8. After this, the T-shirt dressing process (output 7) comes ON for 3 sec and then goes OFF. The counter
then increments by 1.
- At any time, if the Emergency stop (input 0) is pressed, the Emergency Stop light 8 comes ON and all processes
are stopped.
- If the counter reaches 5, the output light 9 comes ON asking to reset the system.
- Anytime the Reset button (input 6) is pressed, all processes come to their default initial position, i.e. stopped
position and all timers and counters get reset.
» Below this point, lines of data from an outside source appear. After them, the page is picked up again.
//! Training engine for the fare regression pipeline
//!
//! Gradient-boosted tree fitting is delegated to the xgboost library; this
//! module wires the feature pipeline output into a `DMatrix` and records
//! training metadata.

use crate::error::{Result, TaxiFareError};
use crate::metrics::RegressionMetrics;
use crate::model::{FareModel, ModelMetadata};
use crate::pipeline::FeaturePipeline;
use ndarray::Array1;
use polars::prelude::DataFrame;
use serde::{Deserialize, Serialize};
use std::time::Instant;
use xgboost::parameters::learning::{LearningTaskParametersBuilder, Objective};
use xgboost::parameters::tree::TreeBoosterParametersBuilder;
use xgboost::parameters::{BoosterParametersBuilder, BoosterType, TrainingParametersBuilder};
use xgboost::{Booster, DMatrix};

/// Hyperparameters for the tree booster
#[derive(Debug, Clone, Serialize, Deserialize)]
pub struct TrainingConfig {
    /// Number of boosting rounds (trees)
    pub boost_rounds: u32,
    /// Maximum tree depth
    pub max_depth: u32,
    /// Learning rate (shrinkage)
    pub learning_rate: f32,
    /// Row subsample ratio per tree
    pub subsample: f32,
}

impl Default for TrainingConfig {
    fn default() -> Self {
        Self {
            boost_rounds: 100,
            max_depth: 6,
            learning_rate: 0.3,
            subsample: 1.0,
        }
    }
}

impl TrainingConfig {
    pub fn with_boost_rounds(mut self, rounds: u32) -> Self {
        self.boost_rounds = rounds;
        self
    }

    pub fn with_max_depth(mut self, depth: u32) -> Self {
        self.max_depth = depth;
        self
    }

    pub fn with_learning_rate(mut self, eta: f32) -> Self {
        self.learning_rate = eta;
        self
    }
}

/// Trains a `FareModel` from a labeled trip DataFrame
pub struct TrainEngine {
    config: TrainingConfig,
}

impl TrainEngine {
    pub fn new(config: TrainingConfig) -> Self {
        Self { config }
    }

    /// Fit the full pipeline: encode categoricals, concatenate features,
    /// and boost regression trees against the fare labels.
    pub fn fit(&self, df: &DataFrame) -> Result<FareModel> {
        if df.height() == 0 {
            return Err(TaxiFareError::TrainingError(
                "training dataset is empty".to_string(),
            ));
        }

        let start = Instant::now();

        let mut pipeline = FeaturePipeline::new();
        let x = pipeline.fit_transform(df)?;
        let y = pipeline.labels(df)?;

        tracing::info!(
            rows = x.nrows(),
            features = x.ncols(),
            rounds = self.config.boost_rounds,
            "training gradient boosted trees"
        );

        let x_f32: Vec<f32> = x.iter().map(|&v| v as f32).collect();
        let y_f32: Vec<f32> = y.iter().map(|&v| v as f32).collect();

        let mut dtrain = DMatrix::from_dense(&x_f32, x.nrows())
            .map_err(|e| TaxiFareError::TrainingError(e.to_string()))?;
        dtrain
            .set_labels(&y_f32)
            .map_err(|e| TaxiFareError::TrainingError(e.to_string()))?;

        let booster = self.train_booster(&dtrain)?;

        // Training-set metrics, recorded in the artifact metadata
        let train_preds = booster
            .predict(&dtrain)
            .map_err(|e| TaxiFareError::TrainingError(e.to_string()))?;
        let y_pred: Array1<f64> = train_preds.iter().map(|&p| p as f64).collect();
        let metrics = RegressionMetrics::compute(&y, &y_pred);

        let elapsed = start.elapsed().as_secs_f64();
        tracing::info!(
            rmse = metrics.rmse,
            r2 = metrics.r2,
            elapsed_secs = elapsed,
            "training complete"
        );

        let metadata = ModelMetadata::new("taxi-fare")
            .with_features(pipeline.feature_names().to_vec())
            .add_hyperparameter("boost_rounds", self.config.boost_rounds.to_string())
            .add_hyperparameter("max_depth", self.config.max_depth.to_string())
            .add_hyperparameter("learning_rate", self.config.learning_rate.to_string())
            .add_metric("train_rmse", metrics.rmse)
            .add_metric("train_r2", metrics.r2);

        Ok(FareModel::new(pipeline, booster, metadata))
    }

    fn train_booster(&self, dtrain: &DMatrix) -> Result<Booster> {
        let tree_params = TreeBoosterParametersBuilder::default()
            .max_depth(self.config.max_depth)
            .eta(self.config.learning_rate)
            .subsample(self.config.subsample)
            .build()
            .map_err(|e| TaxiFareError::TrainingError(e.to_string()))?;

        let learning_params = LearningTaskParametersBuilder::default()
            .objective(Objective::RegLinear)
            .build()
            .map_err(|e| TaxiFareError::TrainingError(e.to_string()))?;

        let booster_params = BoosterParametersBuilder::default()
            .booster_type(BoosterType::Tree(tree_params))
            .learning_params(learning_params)
            .verbose(false)
            .build()
            .map_err(|e| TaxiFareError::TrainingError(e.to_string()))?;

        let training_params = TrainingParametersBuilder::default()
            .dtrain(dtrain)
            .boost_rounds(self.config.boost_rounds)
            .booster_params(booster_params)
            .build()
            .map_err(|e| TaxiFareError::TrainingError(e.to_string()))?;

        Booster::train(&training_params)
            .map_err(|e| TaxiFareError::TrainingError(e.to_string()))
    }
}

#[cfg(test)]
mod tests {
    use super::*;

    #[test]
    fn test_config_defaults() {
        let config = TrainingConfig::default();
        assert_eq!(config.boost_rounds, 100);
        assert_eq!(config.max_depth, 6);
    }

    #[test]
    fn test_config_serde_round_trip() {
        let config = TrainingConfig::default()
            .with_boost_rounds(25)
            .with_learning_rate(0.1);

        let json = serde_json::to_string(&config).unwrap();
        let restored: TrainingConfig = serde_json::from_str(&json).unwrap();
        assert_eq!(restored.boost_rounds, 25);
        assert_eq!(restored.learning_rate, 0.1);
    }

    #[test]
    fn test_empty_dataset_rejected() {
        use crate::data::TaxiTrip;

        let df = TaxiTrip::to_dataframe(&[]).unwrap();
        let engine = TrainEngine::new(TrainingConfig::default());
        let err = engine.fit(&df).unwrap_err();
        assert!(matches!(err, TaxiFareError::TrainingError(_)));
    }
}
The emergency light, if ON, goes OFF.
3. ISE 716 Prafulla Kumar Shahi
Semester Project Phase I 16-Apr-15
- As Emergency stop is no longer ON after Reset button is pressed, I have used the Emergency stop like a virtual
push-button. It may not be so in its physical application. To stop the system again in Emergency stop mode,
press the Emergency stop button (input 0) so as to bring a 0-1 transition of input 0.
- To start the system after one run or after pressing the Reset button, press the Start button (input 1) so as to
bring a 0-1 transition of input 1.
- All inputs have to be transitioned from 0-1 in order to be trigger their following events.
Running the ladder logic:
1. The Emulator is to be placed in Slot 1.
2. 1756-MODULE simulator_card is to be placed in Slot 2.
3. On starting simulation in test mode, all lights are off. Press the Start button to start the simulation and apply
different inputs depending on the situation to get different outputs.
4. Press the Emergency Stop to stop all processes and reset button to remove the emergency stop.